Oh yeah... I'm bringing sexy back.
As if things couldn't get any worse, the next few weeks will be spent outdoors, and several times driving the US Cold Storage work truck. The US Cold work truck is one of three trucks my company uses to transport small materials around, pick up tools and materials from the nearby hardware store and is general purpose for deliveries for things like paperwork, dry ice, hookers, etc. There are three work trucks, all from different era's of the evolution of the truck. There is a nice shiny, silver Nissan Frontier, brought in last year sometime, a bright blue 90's model Ford F-150 that's in good condition, and then the one I get to drive. It looks a little like this:

My house is finally my house. That's good news. There is a ton of work that needs to be done. Painting and cleaning mostly. The house is in rather good condition aside from some spots that need to be scrubbed down and cleaned off and the poor state of the backyard. It'll take some time, but it will be a healthy break from sitting on my ass in a rental.

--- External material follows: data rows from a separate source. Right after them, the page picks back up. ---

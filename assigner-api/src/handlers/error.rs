use assigner_core::AssignError;
use axum::{
    http::{header, StatusCode},
    response::{IntoResponse, Response},
    Json,
};
use serde::{Deserialize, Serialize};
use thiserror::Error;
use tracing::{error, warn};

#[derive(Serialize, Deserialize)]
pub struct ErrorResponse {
    pub error: String,
}

#[derive(Error, Debug)]
pub enum ApiError {
    #[error("token must not be empty")]
    EmptyToken,
    #[error("token must be at most {0} bytes")]
    TokenTooLong(usize),
    #[error("no assignment found for token")]
    AssignmentNotFound,
    #[error("groups must be at most {0}")]
    TooManyGroups(i64),
    /// Settings submitted by the caller failed validation.
    #[error("{0}")]
    InvalidSettings(AssignError),
    #[error(transparent)]
    Engine(#[from] AssignError),
}

impl ApiError {
    /// Like `From<AssignError>`, but blames the request for a configuration error instead of the
    /// stored settings.
    pub fn from_settings_update(error: AssignError) -> Self {
        match error {
            AssignError::InvalidConfiguration { .. } => ApiError::InvalidSettings(error),
            other => ApiError::Engine(other),
        }
    }
}

impl IntoResponse for ApiError {
    fn into_response(self) -> Response {
        let status = match &self {
            ApiError::EmptyToken
            | ApiError::TokenTooLong(_)
            | ApiError::TooManyGroups(_)
            | ApiError::InvalidSettings(_) => StatusCode::BAD_REQUEST,

            ApiError::AssignmentNotFound => StatusCode::NOT_FOUND,

            // The stored settings are broken, nothing the caller sent can fix that.
            ApiError::Engine(AssignError::InvalidConfiguration { .. }) => StatusCode::CONFLICT,

            ApiError::Engine(AssignError::TransactionConflict(reason)) => {
                warn!("giving up on conflicted request: {}", reason);
                let body = Json(ErrorResponse {
                    error: self.to_string(),
                });
                return (
                    StatusCode::SERVICE_UNAVAILABLE,
                    [(header::RETRY_AFTER, "1")],
                    body,
                )
                    .into_response();
            }

            ApiError::Engine(AssignError::StorageUnavailable(reason)) => {
                error!("storage unavailable: {}", reason);
                StatusCode::SERVICE_UNAVAILABLE
            }
        };

        (
            status,
            Json(ErrorResponse {
                error: self.to_string(),
            }),
        )
            .into_response()
    }
}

My brother helped me move all my stuff over, and I can't thank him enough for that, especially since my house was teeming with useless the entire weekend. We got ALL my large furniture packed and unpacked in one day and I'm still feeling the side effects. Immediately after unpacking my stuff, we then went off to Vince's for a high-velocity band practice. I'm still pretty achy.
Another note, last weekend we went up to Daniel's (My brother-in-law) birthday party where Laura announced her pregnancy. I'm gonna be an uncle. It's going to be an exciting year with everything going on. I'm sure Daniel and Laura will make great parents. I don't know too many people as responsible and caring as those two.
We also stopped by my mom's house for "Armenian Violin" day. We had excellent food, excellent company, shitty coffee, and Landon provided the entertainment for the evening. It was a tight squeeze to fit everything in on such a short weekend but Mom was persuasive. So persuasive in fact that she paid off a few utility bills without my knowledge, ultimately resulting in a well-maneuvered guilt trip. I tell you, she's good at what she does. We then show up and she's sweating over a stove and running all over the house trying to provide a giant meal for everyone. She's definitely the chip-leader in the game of guilt.
So we ate...well, I ate. By the end of the night, when I was on my 6th or 7th pound of pilaf, I looked around and realized, I was the only one left at the table. Mom then brought out what seemed to be some sort of an Ewok beverage. She called it Turkish coffee, I called it sweetened coal tar. It wasn't going down too well so I poured it on my scalp, and I don't think I'll be getting dandruff ever again.
I'm looking forward to the next meal like that, hoping she'll cook some Sarma. It is my favorite. I live so far away, I hardly ever get to eat the things I got too when I was young. Sarma was always the best. Maybe my Mom will come and visit me in the new house I just worked so hard for and cook me Sarma and pilaf. After all, I am her first-born son, it was always my favorite, and she hardly ever comes here to see me and her baby grandson.
Yes, the genetic traits are strong in this family.
It's really a small price to pay for this double chin and all this fucking hair.